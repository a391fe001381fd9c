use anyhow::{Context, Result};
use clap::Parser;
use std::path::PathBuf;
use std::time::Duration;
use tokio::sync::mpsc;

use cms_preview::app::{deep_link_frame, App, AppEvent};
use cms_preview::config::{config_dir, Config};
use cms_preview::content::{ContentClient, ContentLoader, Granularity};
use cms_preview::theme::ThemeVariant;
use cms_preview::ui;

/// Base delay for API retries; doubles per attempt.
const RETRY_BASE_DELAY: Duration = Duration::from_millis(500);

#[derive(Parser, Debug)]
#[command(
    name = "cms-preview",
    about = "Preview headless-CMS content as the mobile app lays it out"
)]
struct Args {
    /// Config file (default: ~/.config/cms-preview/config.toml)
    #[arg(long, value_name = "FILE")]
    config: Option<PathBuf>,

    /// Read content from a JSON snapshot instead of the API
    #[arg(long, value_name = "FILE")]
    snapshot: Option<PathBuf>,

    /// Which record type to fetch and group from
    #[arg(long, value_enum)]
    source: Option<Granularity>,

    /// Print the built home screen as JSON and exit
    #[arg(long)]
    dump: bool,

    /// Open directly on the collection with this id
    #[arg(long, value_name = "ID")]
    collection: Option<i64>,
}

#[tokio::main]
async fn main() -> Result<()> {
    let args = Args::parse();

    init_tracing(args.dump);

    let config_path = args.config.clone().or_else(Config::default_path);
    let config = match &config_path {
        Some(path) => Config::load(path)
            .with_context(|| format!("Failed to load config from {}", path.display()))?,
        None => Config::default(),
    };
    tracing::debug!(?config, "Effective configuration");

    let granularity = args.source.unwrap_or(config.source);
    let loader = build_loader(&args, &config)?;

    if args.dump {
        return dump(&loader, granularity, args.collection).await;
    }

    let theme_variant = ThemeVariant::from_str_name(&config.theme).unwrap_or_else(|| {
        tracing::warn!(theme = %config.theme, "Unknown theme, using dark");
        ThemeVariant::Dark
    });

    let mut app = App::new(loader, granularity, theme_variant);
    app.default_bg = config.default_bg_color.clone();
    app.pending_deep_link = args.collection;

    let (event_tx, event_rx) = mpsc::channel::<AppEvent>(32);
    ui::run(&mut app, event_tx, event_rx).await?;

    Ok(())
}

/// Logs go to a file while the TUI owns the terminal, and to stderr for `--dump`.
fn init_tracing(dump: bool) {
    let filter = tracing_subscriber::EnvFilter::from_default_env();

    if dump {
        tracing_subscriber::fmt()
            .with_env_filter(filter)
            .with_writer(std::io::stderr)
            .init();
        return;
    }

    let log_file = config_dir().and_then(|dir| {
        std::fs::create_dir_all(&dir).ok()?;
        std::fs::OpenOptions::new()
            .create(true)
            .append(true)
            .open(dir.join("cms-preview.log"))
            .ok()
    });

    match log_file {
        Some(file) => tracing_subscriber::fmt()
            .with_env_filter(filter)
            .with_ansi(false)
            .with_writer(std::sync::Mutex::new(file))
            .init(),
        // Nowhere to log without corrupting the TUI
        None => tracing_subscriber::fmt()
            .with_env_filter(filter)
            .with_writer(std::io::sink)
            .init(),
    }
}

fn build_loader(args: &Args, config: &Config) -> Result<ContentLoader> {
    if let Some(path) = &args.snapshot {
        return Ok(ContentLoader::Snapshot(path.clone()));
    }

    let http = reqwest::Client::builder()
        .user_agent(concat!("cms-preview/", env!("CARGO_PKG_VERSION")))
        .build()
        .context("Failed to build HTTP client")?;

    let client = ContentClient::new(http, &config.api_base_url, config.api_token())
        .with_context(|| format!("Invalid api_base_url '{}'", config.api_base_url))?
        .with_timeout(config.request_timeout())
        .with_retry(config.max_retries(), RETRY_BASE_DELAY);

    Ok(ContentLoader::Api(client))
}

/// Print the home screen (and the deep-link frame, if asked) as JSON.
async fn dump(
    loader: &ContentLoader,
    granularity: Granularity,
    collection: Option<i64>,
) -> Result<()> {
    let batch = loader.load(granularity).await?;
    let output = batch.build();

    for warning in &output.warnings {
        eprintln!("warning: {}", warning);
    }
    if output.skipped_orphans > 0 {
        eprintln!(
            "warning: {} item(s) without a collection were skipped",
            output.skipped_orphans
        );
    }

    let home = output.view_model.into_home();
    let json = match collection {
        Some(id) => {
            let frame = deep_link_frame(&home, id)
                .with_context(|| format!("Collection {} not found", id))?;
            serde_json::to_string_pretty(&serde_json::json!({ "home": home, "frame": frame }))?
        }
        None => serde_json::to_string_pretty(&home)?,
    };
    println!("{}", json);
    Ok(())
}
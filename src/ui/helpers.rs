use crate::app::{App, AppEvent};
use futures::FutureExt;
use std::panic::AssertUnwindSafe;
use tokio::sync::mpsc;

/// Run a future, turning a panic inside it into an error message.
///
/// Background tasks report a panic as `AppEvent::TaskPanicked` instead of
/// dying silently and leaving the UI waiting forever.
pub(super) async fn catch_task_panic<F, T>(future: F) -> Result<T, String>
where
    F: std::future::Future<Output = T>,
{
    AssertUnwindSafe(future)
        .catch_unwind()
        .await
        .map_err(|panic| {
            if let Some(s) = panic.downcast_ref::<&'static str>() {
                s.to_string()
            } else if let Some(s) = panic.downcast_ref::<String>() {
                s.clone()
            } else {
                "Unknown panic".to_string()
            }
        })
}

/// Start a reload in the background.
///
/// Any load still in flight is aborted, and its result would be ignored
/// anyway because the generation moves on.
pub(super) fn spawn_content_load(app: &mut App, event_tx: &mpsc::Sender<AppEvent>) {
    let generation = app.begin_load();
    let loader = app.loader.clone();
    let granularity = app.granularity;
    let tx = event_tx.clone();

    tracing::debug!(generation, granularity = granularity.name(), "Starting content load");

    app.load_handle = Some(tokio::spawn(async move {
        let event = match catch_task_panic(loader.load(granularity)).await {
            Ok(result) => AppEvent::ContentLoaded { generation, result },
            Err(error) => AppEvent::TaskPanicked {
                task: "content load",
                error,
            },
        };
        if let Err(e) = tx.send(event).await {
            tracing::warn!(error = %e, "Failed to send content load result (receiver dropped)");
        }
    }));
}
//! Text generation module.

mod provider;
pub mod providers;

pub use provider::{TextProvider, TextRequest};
+ + +
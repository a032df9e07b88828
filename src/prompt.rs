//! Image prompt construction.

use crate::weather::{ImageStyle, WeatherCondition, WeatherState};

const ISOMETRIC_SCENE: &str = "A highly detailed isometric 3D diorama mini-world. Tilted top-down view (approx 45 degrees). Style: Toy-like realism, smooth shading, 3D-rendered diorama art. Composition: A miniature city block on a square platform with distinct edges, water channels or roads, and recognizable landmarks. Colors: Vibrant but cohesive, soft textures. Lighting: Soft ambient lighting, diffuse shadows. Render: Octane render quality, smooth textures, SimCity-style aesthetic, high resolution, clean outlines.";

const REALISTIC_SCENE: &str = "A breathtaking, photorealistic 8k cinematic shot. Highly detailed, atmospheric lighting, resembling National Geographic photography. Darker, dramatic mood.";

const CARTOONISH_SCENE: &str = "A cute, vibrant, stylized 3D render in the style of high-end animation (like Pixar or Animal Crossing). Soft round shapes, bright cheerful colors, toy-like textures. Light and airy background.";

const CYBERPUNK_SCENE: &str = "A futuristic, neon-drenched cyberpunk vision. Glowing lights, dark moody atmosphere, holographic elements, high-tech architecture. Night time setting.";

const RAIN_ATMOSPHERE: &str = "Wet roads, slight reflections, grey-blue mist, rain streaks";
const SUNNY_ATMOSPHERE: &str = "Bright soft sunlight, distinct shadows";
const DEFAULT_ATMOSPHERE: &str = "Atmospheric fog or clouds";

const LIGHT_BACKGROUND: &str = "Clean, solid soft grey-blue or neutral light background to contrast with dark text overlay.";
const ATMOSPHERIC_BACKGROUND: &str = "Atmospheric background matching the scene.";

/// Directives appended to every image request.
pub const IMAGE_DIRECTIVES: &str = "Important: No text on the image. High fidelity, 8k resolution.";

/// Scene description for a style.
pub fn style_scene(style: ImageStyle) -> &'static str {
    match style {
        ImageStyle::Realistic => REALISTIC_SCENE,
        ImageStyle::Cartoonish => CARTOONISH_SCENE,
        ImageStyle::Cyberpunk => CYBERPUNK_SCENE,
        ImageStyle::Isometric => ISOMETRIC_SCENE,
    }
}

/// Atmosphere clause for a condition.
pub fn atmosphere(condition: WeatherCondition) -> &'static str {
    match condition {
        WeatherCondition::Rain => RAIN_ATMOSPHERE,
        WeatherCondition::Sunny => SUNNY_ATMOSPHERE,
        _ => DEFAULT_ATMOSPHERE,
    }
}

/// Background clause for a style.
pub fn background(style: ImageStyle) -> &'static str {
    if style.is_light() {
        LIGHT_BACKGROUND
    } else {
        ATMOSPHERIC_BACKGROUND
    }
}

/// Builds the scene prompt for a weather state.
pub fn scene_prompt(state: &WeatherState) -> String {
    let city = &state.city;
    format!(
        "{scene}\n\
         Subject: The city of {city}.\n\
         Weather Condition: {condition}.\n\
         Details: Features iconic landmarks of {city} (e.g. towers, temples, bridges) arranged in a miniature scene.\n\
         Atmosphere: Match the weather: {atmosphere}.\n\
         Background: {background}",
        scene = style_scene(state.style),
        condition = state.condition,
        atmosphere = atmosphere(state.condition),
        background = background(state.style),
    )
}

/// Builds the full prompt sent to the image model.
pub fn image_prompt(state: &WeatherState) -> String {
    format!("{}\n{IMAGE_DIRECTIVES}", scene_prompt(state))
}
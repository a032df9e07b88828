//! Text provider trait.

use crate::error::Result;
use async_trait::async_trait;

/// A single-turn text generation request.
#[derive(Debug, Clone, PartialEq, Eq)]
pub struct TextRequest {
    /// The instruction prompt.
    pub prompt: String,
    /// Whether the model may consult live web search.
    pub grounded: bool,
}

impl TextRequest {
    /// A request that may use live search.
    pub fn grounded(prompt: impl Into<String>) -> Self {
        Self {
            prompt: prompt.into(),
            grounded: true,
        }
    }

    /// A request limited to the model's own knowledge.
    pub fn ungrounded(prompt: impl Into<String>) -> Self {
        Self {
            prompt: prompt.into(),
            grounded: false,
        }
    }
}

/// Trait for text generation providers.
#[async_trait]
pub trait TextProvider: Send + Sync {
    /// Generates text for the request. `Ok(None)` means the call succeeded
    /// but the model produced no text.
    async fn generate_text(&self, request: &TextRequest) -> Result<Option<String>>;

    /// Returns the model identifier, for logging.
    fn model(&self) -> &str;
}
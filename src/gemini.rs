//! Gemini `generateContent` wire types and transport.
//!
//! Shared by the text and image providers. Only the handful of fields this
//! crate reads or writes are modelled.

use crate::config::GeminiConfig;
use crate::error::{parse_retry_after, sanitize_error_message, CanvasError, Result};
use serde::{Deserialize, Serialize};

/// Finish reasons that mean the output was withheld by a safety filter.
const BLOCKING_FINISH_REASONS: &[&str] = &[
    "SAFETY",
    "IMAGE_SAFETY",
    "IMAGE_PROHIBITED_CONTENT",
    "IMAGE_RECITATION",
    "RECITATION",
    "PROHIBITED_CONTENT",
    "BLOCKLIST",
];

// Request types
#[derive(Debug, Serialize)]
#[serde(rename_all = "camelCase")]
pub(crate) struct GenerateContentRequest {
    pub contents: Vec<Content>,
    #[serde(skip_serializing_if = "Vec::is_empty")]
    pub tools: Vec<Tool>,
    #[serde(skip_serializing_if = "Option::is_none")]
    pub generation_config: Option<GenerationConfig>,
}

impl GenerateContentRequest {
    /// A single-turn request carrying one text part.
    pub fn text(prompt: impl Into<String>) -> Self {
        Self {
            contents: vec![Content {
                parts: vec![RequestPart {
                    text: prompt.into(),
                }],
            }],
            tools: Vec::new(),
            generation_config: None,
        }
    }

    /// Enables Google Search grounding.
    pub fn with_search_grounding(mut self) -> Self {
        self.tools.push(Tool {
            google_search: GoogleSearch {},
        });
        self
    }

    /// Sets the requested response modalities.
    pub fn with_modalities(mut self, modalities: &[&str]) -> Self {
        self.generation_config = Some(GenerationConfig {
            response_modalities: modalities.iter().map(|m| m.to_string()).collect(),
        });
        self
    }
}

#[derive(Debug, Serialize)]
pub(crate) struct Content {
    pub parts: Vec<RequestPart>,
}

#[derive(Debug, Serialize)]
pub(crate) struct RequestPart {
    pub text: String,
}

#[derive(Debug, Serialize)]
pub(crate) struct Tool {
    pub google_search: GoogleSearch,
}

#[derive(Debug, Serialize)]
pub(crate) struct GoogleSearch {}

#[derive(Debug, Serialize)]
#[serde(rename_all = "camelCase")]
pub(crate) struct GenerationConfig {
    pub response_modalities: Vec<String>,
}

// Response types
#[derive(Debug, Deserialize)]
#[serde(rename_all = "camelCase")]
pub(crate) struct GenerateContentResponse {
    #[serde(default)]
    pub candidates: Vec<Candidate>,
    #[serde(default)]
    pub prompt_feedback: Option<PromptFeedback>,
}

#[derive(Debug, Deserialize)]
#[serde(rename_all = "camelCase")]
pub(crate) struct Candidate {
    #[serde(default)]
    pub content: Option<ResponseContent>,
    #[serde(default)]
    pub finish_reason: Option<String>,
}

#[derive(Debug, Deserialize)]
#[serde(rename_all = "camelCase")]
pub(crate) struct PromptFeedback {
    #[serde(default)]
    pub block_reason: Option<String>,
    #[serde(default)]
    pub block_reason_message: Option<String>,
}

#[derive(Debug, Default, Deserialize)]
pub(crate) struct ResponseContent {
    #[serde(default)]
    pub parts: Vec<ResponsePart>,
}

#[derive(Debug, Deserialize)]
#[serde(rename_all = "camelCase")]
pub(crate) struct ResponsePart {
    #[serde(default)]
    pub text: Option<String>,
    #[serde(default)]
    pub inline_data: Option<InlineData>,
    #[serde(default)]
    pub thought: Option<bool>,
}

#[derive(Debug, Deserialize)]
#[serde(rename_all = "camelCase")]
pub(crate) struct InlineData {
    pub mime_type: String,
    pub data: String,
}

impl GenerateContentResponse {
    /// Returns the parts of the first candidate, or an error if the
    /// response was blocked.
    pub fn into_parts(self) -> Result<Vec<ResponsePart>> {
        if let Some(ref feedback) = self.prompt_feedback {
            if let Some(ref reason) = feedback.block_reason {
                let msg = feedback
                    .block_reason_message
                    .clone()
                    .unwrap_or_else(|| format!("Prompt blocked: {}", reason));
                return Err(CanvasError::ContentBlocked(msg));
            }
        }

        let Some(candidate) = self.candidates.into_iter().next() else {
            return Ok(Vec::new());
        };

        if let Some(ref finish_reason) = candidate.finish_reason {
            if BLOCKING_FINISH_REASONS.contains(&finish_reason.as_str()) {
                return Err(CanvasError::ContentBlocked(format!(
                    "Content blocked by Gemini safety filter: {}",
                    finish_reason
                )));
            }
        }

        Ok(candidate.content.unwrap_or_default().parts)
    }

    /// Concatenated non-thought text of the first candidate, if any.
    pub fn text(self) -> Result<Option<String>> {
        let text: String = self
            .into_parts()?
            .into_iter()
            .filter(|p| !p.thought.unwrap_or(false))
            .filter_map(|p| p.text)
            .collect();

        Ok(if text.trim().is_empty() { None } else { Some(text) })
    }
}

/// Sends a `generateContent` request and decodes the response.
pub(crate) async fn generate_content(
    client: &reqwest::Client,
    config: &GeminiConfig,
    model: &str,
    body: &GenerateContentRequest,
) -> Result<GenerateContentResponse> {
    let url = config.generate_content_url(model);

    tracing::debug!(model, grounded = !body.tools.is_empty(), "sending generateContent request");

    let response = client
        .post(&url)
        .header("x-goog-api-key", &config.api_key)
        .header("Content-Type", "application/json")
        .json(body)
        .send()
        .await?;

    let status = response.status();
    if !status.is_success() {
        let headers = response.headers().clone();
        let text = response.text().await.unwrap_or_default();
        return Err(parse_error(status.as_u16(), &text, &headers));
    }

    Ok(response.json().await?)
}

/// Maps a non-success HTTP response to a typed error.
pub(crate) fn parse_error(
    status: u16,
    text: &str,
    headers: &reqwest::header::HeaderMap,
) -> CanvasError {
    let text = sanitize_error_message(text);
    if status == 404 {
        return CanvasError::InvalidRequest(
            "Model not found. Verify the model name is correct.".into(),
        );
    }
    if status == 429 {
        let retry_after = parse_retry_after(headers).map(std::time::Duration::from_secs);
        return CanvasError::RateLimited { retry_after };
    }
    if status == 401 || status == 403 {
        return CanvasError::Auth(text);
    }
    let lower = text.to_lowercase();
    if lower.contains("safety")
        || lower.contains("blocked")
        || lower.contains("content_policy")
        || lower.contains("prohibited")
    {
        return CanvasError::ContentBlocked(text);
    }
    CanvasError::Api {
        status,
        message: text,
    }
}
+ + +
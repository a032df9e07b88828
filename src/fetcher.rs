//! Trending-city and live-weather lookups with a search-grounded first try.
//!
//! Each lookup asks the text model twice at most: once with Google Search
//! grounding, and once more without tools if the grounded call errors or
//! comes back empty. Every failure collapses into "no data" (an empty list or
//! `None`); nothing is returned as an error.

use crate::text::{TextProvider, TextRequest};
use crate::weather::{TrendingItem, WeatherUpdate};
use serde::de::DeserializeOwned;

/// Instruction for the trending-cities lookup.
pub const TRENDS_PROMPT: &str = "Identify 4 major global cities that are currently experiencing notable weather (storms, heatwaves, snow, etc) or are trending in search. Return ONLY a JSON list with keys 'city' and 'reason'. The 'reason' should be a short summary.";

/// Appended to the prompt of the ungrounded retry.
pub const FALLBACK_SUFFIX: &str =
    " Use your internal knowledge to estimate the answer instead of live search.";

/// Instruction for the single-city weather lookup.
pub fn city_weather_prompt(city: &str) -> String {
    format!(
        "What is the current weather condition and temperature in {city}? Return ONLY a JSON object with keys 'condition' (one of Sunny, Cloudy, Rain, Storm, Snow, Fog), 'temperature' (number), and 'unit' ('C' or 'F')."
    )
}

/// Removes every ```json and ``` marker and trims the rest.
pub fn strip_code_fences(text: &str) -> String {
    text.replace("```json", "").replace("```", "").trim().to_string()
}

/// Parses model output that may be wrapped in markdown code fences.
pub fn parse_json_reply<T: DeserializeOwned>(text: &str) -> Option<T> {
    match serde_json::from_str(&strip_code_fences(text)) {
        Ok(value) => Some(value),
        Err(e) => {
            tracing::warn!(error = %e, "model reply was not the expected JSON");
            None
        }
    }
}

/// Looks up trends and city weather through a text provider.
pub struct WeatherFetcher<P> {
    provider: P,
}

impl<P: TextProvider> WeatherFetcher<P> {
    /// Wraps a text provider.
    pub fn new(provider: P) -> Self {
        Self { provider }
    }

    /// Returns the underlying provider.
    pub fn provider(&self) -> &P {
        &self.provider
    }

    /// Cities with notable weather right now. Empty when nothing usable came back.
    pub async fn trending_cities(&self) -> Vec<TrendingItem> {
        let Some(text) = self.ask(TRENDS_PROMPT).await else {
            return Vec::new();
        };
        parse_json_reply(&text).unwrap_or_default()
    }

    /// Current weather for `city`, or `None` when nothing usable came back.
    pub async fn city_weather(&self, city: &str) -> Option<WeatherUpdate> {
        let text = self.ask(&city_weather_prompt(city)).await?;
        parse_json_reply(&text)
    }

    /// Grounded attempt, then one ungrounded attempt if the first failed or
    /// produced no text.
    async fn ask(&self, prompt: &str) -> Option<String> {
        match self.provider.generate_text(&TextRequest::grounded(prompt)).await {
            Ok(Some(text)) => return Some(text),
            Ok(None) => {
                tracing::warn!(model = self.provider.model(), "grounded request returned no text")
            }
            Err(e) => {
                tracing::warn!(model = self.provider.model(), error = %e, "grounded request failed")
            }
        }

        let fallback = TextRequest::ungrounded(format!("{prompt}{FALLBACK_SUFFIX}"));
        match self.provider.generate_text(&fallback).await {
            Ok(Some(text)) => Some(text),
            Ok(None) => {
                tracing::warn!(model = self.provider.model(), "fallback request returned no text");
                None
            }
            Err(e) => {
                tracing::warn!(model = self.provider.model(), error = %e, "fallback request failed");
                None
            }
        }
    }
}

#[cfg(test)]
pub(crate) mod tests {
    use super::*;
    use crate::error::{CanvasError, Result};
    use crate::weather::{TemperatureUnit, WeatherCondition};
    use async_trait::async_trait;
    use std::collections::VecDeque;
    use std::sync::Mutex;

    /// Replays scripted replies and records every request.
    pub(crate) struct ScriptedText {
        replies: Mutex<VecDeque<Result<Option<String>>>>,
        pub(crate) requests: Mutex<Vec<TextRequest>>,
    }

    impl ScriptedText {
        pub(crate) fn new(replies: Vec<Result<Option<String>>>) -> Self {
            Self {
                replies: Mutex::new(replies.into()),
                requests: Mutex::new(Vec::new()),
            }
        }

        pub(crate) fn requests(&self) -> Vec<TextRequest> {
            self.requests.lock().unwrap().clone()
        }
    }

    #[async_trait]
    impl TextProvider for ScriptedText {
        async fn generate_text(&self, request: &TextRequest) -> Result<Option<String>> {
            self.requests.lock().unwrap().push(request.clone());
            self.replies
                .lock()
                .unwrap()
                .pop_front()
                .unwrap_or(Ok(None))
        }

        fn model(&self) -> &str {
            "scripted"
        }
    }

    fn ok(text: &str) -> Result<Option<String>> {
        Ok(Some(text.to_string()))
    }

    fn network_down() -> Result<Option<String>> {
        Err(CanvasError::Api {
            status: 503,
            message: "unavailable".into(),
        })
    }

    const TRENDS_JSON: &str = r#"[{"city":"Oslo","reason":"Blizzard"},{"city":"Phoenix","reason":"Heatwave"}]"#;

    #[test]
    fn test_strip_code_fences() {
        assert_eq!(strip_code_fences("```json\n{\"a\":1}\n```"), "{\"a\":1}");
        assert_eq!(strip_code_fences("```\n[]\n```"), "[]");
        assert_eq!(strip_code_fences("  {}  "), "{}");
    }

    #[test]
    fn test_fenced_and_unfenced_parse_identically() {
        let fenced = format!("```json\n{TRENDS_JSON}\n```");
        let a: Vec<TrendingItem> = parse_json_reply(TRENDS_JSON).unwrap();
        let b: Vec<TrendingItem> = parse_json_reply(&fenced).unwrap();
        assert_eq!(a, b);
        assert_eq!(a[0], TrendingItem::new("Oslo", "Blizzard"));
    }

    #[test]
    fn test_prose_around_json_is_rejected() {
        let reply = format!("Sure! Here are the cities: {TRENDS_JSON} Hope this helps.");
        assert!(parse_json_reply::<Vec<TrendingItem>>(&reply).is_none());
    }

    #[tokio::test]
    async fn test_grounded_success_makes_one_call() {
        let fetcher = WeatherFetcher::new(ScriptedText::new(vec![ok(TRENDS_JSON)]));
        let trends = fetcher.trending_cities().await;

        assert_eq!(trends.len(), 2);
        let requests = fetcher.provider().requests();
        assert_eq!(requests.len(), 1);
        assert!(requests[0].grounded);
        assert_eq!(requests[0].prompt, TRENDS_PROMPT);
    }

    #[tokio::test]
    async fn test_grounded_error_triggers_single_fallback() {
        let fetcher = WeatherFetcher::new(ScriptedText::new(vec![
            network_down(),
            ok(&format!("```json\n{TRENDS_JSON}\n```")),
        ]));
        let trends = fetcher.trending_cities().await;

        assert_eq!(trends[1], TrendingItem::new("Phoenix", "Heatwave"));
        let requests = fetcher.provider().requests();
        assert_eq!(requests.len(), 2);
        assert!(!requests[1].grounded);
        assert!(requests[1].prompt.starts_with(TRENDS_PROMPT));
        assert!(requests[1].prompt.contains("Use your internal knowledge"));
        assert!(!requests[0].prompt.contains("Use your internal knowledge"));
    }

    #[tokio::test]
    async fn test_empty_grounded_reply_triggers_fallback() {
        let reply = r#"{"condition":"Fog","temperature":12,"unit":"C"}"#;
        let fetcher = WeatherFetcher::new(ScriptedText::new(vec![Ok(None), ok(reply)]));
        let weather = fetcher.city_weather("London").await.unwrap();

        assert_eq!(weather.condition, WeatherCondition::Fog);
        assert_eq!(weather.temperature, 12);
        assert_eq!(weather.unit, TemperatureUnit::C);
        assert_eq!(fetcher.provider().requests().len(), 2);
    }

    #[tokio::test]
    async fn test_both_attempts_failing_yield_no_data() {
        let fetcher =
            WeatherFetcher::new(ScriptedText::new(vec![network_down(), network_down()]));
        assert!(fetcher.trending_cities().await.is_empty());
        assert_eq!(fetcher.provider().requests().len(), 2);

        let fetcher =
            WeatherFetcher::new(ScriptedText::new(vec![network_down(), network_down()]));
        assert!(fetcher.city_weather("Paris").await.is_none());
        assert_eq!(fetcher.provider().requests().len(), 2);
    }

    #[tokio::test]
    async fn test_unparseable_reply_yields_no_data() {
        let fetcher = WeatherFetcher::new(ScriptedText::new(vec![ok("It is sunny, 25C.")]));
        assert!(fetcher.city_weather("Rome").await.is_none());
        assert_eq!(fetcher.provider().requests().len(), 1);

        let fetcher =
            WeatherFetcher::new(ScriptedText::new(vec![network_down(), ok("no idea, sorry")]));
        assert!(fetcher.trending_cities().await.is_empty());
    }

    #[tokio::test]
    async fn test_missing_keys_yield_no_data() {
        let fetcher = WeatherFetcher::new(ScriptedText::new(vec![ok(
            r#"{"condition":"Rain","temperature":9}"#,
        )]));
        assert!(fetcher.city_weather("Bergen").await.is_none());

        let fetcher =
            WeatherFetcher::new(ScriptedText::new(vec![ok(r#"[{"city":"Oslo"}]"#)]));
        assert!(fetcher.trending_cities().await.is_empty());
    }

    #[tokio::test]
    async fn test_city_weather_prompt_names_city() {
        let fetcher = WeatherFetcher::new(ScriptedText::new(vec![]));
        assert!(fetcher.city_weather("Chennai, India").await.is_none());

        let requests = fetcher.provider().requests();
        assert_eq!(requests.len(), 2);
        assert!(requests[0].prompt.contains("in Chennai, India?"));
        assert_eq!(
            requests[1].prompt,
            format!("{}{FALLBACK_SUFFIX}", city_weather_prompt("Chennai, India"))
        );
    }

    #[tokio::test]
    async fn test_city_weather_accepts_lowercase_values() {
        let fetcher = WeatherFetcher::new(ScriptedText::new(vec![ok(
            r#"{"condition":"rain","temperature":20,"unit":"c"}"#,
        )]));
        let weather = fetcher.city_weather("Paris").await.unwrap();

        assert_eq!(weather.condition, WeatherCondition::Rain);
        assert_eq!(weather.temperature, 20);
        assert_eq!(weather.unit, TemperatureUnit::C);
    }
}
+ + +
### [Assignment]
Your task is to copy every line in the entries that holds the string "once".

### [Answer to the exercise]
//! Each lookup asks the text model twice at most: once with Google Search
//! grounding, and once more without tools if the grounded call errors or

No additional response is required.